Rapat (komite Hijaz/ NU) bulan Januari 1926 itu memutuskan untuk mengirim dua orang utusan—yaitu Kiyai Haji Khalil dari Lasem dan Kiyai Haji Abdul Wahab dari Surabaya—untuk menghadap Raja Ibnu Sa’ud untuk mempersembahkan pendapat organisasi tentang masalah mazhab, serta juga mengadakan seruan kepada raja tersebut untuk mengambil langkah-langkah guna kepentingan mazhab serta memperbaiki keadaan perjalanan haji.

Rencana audiensi dengan Raja Ibnu Sa’ud disampaikan dengan perantaraan Konsulat Belanda di Jeddah, tetapi kedua orang utusan itu tak dapat berangkat karena terlambat memesan tempat di kapal. Sebagai gantinya Nahdlatul Ulama mengawatkan isi keputusan rapat mereka kepada kepala negara Saudi dengan tambahan permintaan agar isi keputusan ini dapat dimasukkan ke dalam undang-undang Hijaz.

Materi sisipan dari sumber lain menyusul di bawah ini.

/// Messages sent from the party loop to the sender task
#[derive(Debug)]
pub enum OutboundMessage {
    SendPacket {
        packet: Packet,
        addr: SocketAddr,
    },
    BroadcastPacket {
        packet: Packet,
        exclude: Option<PlayerId>,
    },
}

/// Main server coordinating networking and party state
pub struct Server {
    socket: Arc<UdpSocket>,
    clients: Arc<RwLock<ClientManager>>,
    registry: PartyRegistry,
    config: ServerConfig,

    // Communication channels
    server_tx: mpsc::UnboundedSender<ServerMessage>,
    server_rx: mpsc::UnboundedReceiver<ServerMessage>,
    outbound_tx: mpsc::UnboundedSender<OutboundMessage>,
    outbound_rx: mpsc::UnboundedReceiver<OutboundMessage>,
}
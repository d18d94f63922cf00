//! Integration tests for the party client against a real server
//!
//! Every test starts its own server on an ephemeral port and drives it through
//! `PartyClient` handles, the same way the console client does.

use client::directory::PlayerDirectory;
use client::{ClientConfig, ClientError, EngineView, Notification, PartyClient, ValidationError};
use server::config::ServerConfig;
use server::network::Server;
use shared::{Command, Faction, FactionSet, PartyId};
use std::net::SocketAddr;
use std::time::Duration;
use tokio::sync::mpsc::UnboundedReceiver;
use tokio::time::{sleep, timeout};

const WAIT: Duration = Duration::from_secs(5);

async fn start_server() -> SocketAddr {
    let _ = env_logger::builder().is_test(true).try_init();
    let config = ServerConfig::new("127.0.0.1:0").with_tick_interval(Duration::from_millis(20));
    let mut server = Server::new(config).await.expect("Failed to bind server");
    let addr = server.local_addr().unwrap();
    tokio::spawn(async move { server.run().await });
    addr
}

async fn login(server: SocketAddr, name: &str) -> (PartyClient, UnboundedReceiver<Notification>) {
    let config = ClientConfig::new(server.to_string(), name);
    PartyClient::connect(config)
        .await
        .expect("Failed to connect")
}

/// Waits until the published view satisfies `predicate`.
async fn wait_for<F>(client: &PartyClient, predicate: F) -> EngineView
where
    F: Fn(&EngineView) -> bool,
{
    let mut views = client.watch();
    timeout(WAIT, async {
        loop {
            {
                let view = views.borrow_and_update();
                if predicate(&view) {
                    return view.clone();
                }
            }
            views.changed().await.expect("Connection task ended");
        }
    })
    .await
    .expect("Condition not reached in time")
}

/// Waits for the first notification matching `predicate`.
async fn wait_notification<F>(notifications: &mut UnboundedReceiver<Notification>, predicate: F) -> Notification
where
    F: Fn(&Notification) -> bool,
{
    timeout(WAIT, async {
        loop {
            let notification = notifications.recv().await.expect("Notifications closed");
            if predicate(&notification) {
                return notification;
            }
        }
    })
    .await
    .expect("Notification not received in time")
}

/// Forms a party of `owner` and `member`. Returns its id.
async fn form_party(owner: &PartyClient, member: &PartyClient) -> PartyId {
    // the invite target needs to know the queue list and its own id first
    wait_for(member, |v| !v.queues.is_empty()).await;
    owner.invite(member.player_id()).await.expect("Invite refused");

    let invited = wait_for(member, |v| !v.incoming_invites.is_empty()).await;
    let party_id = invited.incoming_invites[0].party_id;
    member
        .accept_invite(party_id)
        .await
        .expect("Accept refused");

    let member_id = member.player_id();
    wait_for(owner, |v| v.party.party.contains(member_id)).await;
    wait_for(member, |v| v.party.party.id == party_id).await;
    party_id
}

/// PARTY FORMATION TESTS
mod party_tests {
    use super::*;

    /// Tests the full invite and accept flow between two clients
    #[tokio::test]
    async fn invite_and_accept_forms_party() {
        let server = start_server().await;
        let (alice, _) = login(server, "alice").await;
        let (bob, mut bob_events) = login(server, "bob").await;

        let party_id = form_party(&alice, &bob).await;

        let view = wait_for(&alice, |v| v.party.party.len() == 2 && !v.party.is_provisional()).await;
        assert_eq!(view.party.party.id, party_id);
        assert!(view.is_owner());
        assert!(view.outgoing_invites.is_empty());

        let bob_view = bob.snapshot();
        assert!(!bob_view.is_owner());
        assert!(bob_view.incoming_invites.is_empty());
        assert!(bob_view.can_leave());

        wait_notification(&mut bob_events, |n| matches!(n, Notification::InviteReceived(_))).await;
    }

    /// Tests that a faction change is echoed and then confirmed by the server
    #[tokio::test]
    async fn faction_change_confirmed_for_everyone() {
        let server = start_server().await;
        let (alice, _) = login(server, "alice").await;
        let (bob, _) = login(server, "bob").await;
        form_party(&alice, &bob).await;

        let only_uef: FactionSet = [Faction::Uef].into_iter().collect();
        bob.set_factions(only_uef.clone()).await.unwrap();

        let bob_id = bob.player_id();
        let seen = wait_for(&alice, |v| {
            v.party
                .party
                .member(bob_id)
                .is_some_and(|m| m.factions == only_uef)
        })
        .await;
        assert!(!seen.party.is_provisional());
        wait_for(&bob, |v| !v.party.is_provisional() && v.pending_commands == 0).await;
    }

    /// Tests that a kicked member falls back to a solo party
    #[tokio::test]
    async fn kicked_member_returns_to_solo() {
        let server = start_server().await;
        let (alice, _) = login(server, "alice").await;
        let (bob, _) = login(server, "bob").await;
        form_party(&alice, &bob).await;

        alice
            .submit(Command::KickMember {
                player_id: bob.player_id(),
            })
            .await
            .unwrap();

        let bob_view = wait_for(&bob, |v| !v.party.party.is_assigned()).await;
        assert_eq!(bob_view.party.party.len(), 1);
        wait_for(&alice, |v| v.party.party.len() == 1 && !v.party.is_provisional()).await;
    }

    /// Tests that leaving hands the party to the remaining member
    #[tokio::test]
    async fn owner_leaving_transfers_ownership() {
        let server = start_server().await;
        let (alice, _) = login(server, "alice").await;
        let (bob, _) = login(server, "bob").await;
        let party_id = form_party(&alice, &bob).await;

        tokio_test::assert_ok!(alice.submit(Command::LeaveParty).await);

        wait_for(&alice, |v| !v.party.party.is_assigned()).await;
        let bob_view = wait_for(&bob, |v| v.is_owner()).await;
        assert_eq!(bob_view.party.party.id, party_id);
        assert_eq!(bob_view.party.party.len(), 1);
    }

    /// Tests that locally invalid commands never leave the client
    #[tokio::test]
    async fn local_validation_refuses_commands() {
        let server = start_server().await;
        let (alice, _) = login(server, "alice").await;
        let (bob, _) = login(server, "bob").await;
        form_party(&alice, &bob).await;

        let result = bob
            .submit(Command::KickMember {
                player_id: alice.player_id(),
            })
            .await;
        assert!(matches!(
            result,
            Err(ClientError::Validation(ValidationError::NotOwner))
        ));

        let result = alice.join_queue(2).await;
        assert!(matches!(
            result,
            Err(ClientError::Validation(ValidationError::NotAllReady))
        ));
        assert_eq!(alice.snapshot().pending_commands, 0);
    }
}

/// MATCHMAKING TESTS
mod queue_tests {
    use super::*;

    async fn ready_and_queue(client: &PartyClient, queue_id: u32) {
        wait_for(client, |v| !v.queues.is_empty()).await;
        client.set_ready(true).await.unwrap();
        wait_for(client, |v| {
            v.party.party.is_assigned() && v.is_self_ready() && !v.party.is_provisional()
        })
        .await;
        client.join_queue(queue_id).await.unwrap();
    }

    /// Tests that two solo players in the 1v1 queue get matched
    #[tokio::test]
    async fn solo_players_get_matched() {
        let server = start_server().await;
        let (alice, mut alice_events) = login(server, "alice").await;
        let (bob, mut bob_events) = login(server, "bob").await;

        ready_and_queue(&alice, 1).await;
        ready_and_queue(&bob, 1).await;

        let found = wait_notification(&mut alice_events, |n| {
            matches!(n, Notification::MatchFound { .. })
        })
        .await;
        let Notification::MatchFound { queue_id, match_id } = found else {
            unreachable!()
        };
        assert_eq!(queue_id, 1);

        match wait_notification(&mut bob_events, |n| matches!(n, Notification::MatchFound { .. })).await {
            Notification::MatchFound {
                match_id: bob_match,
                ..
            } => assert_eq!(bob_match, match_id),
            other => panic!("unexpected {:?}", other),
        }

        wait_for(&alice, |v| v.queued.is_empty()).await;
    }

    /// Tests that an empty faction selection is refused while queued
    #[tokio::test]
    async fn empty_factions_refused_while_queued() {
        let server = start_server().await;
        let (alice, _) = login(server, "alice").await;
        let (bob, _) = login(server, "bob").await;
        form_party(&alice, &bob).await;

        bob.set_ready(true).await.unwrap();
        alice.set_ready(true).await.unwrap();
        wait_for(&alice, |v| v.party.party.all_ready() && !v.party.is_provisional()).await;
        alice.join_queue(2).await.unwrap();
        wait_for(&bob, |v| v.is_queued(2)).await;

        let result = bob.set_factions(FactionSet::new()).await;
        assert!(matches!(
            result,
            Err(ClientError::Validation(ValidationError::NoFactionSelected))
        ));

        let view = bob.snapshot();
        assert!(view.is_queued(2));
        assert!(view.party.party.all_ready());
        wait_for(&alice, |v| v.is_queued(2)).await;
    }

    /// Tests that a member unreadying pulls the party out of the queue
    #[tokio::test]
    async fn unready_leaves_queue() {
        let server = start_server().await;
        let (alice, _) = login(server, "alice").await;
        let (bob, _) = login(server, "bob").await;
        form_party(&alice, &bob).await;

        bob.set_ready(true).await.unwrap();
        alice.set_ready(true).await.unwrap();
        wait_for(&alice, |v| v.party.party.all_ready() && !v.party.is_provisional()).await;
        alice.join_queue(2).await.unwrap();
        wait_for(&bob, |v| v.is_queued(2)).await;

        bob.set_ready(false).await.unwrap();
        let view = wait_for(&alice, |v| v.queued.is_empty()).await;
        assert!(!view.party.party.all_ready());
    }
}

/// SESSION TESTS
mod session_tests {
    use super::*;

    /// Tests that the directory tracks players going offline
    #[tokio::test]
    async fn logout_updates_directory() {
        let server = start_server().await;
        let (alice, _) = login(server, "alice").await;
        let (bob, _) = login(server, "bob").await;
        let bob_id = bob.player_id();

        let candidates = timeout(WAIT, async {
            loop {
                let candidates = alice.invite_candidates("bo").await.unwrap();
                if !candidates.is_empty() {
                    return candidates;
                }
                sleep(Duration::from_millis(20)).await;
            }
        })
        .await
        .expect("Bob never showed up");
        assert_eq!(candidates[0].id, bob_id);

        bob.logout().await.unwrap();

        timeout(WAIT, async {
            loop {
                let roster = alice.players().await.unwrap();
                if roster.lookup(bob_id).is_some_and(|p| !p.online) {
                    break;
                }
                sleep(Duration::from_millis(20)).await;
            }
        })
        .await
        .expect("Bob never went offline");
    }

    /// Tests that a player logging back in keeps their id
    #[tokio::test]
    async fn relogin_keeps_player_id() {
        let server = start_server().await;
        let (alice, _) = login(server, "alice").await;
        let first_id = alice.player_id();
        alice.logout().await.unwrap();

        let (alice, _) = login(server, "alice").await;
        assert_eq!(alice.player_id(), first_id);
    }

    /// Tests that connecting to a silent address fails
    #[tokio::test]
    async fn connect_to_nothing_times_out() {
        let socket = tokio::net::UdpSocket::bind("127.0.0.1:0").await.unwrap();
        let addr = socket.local_addr().unwrap();
        let config =
            ClientConfig::new(addr.to_string(), "alice").with_connect_timeout(Duration::from_millis(300));
        let result = PartyClient::connect(config).await;
        assert!(matches!(result, Err(ClientError::Transport(_))));
    }
}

Deliar Noer mengutip point-point yang disampaikan Komite Hijaz/NU kepada Ibnu Sa’ud dari Bintang Islam, IV, 1926, No 6, hal 96-98, sebagai berikut:

  1. Tidak melarang kepada siapapun orang yang menjalankan mazhab Syafi’i.
  2. Melarang atau sehingga menyiksa (menghukum, red.) barang siapa yang mengganggu atau menghalang-halangi perjalanannya (keberlangsungan, red.) mazhab Syafi’i.
  3. Menetap adakan (tetap mengadakan, red.) angkatan (rombongan, red.) ziarah ke Medinah al-Munawarah dan ziarah di beberapa quburnya syuhada dan bekas-bekas mereka itu.
  4. Tidak mengganggu (melarang, red.) orang yang menjalankan wirid zikir yang benar atau wirid membaca Dalail al-Khairat atau Burdah atau mengaji kitab fiqh mazhab Syafi’i, seperti Tuhfah, Nihayah, Bajah.
  5. Memelihara qubur Rasulullah shallallahu ‘alaihi wa sallam sebagaimana yang sudah-sudah.
  6. Jangan sampai merusak qubah-qubahnya syuhada dan qubahnya aulia atau ulama.
  7. Mengadakan tarif biaya barang-barang atau orang-orang yang masuk pada pelabuhan Jeddah dan tarif ongkos-ongkosnya orang haji mulai Jeddah terus Madinah.
  8. Melarang Syeikh-syeikh haji Mekkah turun (datang, red.) ke Tanah Jawa perlu mencari jama’ah haji sebab jalan yang demikian itu menghilangkan kehebatan Tanah Mekah dan kemudian umumnya orang-orang Mekkah, serta menjadikan tambahnya ongkos-ongkos…., lebih utama dalam pemerintahan mengadakan satu Komite pengurus haji di Mekkah.

Pada bulan September 1926, di Surabaya diadakan kongres Al-Islam keenam yang mengubah kedudukannya menjadi cabang kongres Islam di Mekkah. Tidak lama setelah itu, NU menyatakan sikap tidak setujunya terhadap kongres tersebut juga terhadap pemerintahan Ibnu Sa’ud. Berikutnya NU menyebarkan ketidaksetujuannya pada ajaran ‘Wahabi’ yang dianut oleh penguasa Saudi, dan menyarankan agar tidak pergi naik haji. [6] (sebagai bentuk protes, red.). Kekecewaan pun mengemuka dalam kongres pertama NU di Surabaya pada Oktober tahun 1927.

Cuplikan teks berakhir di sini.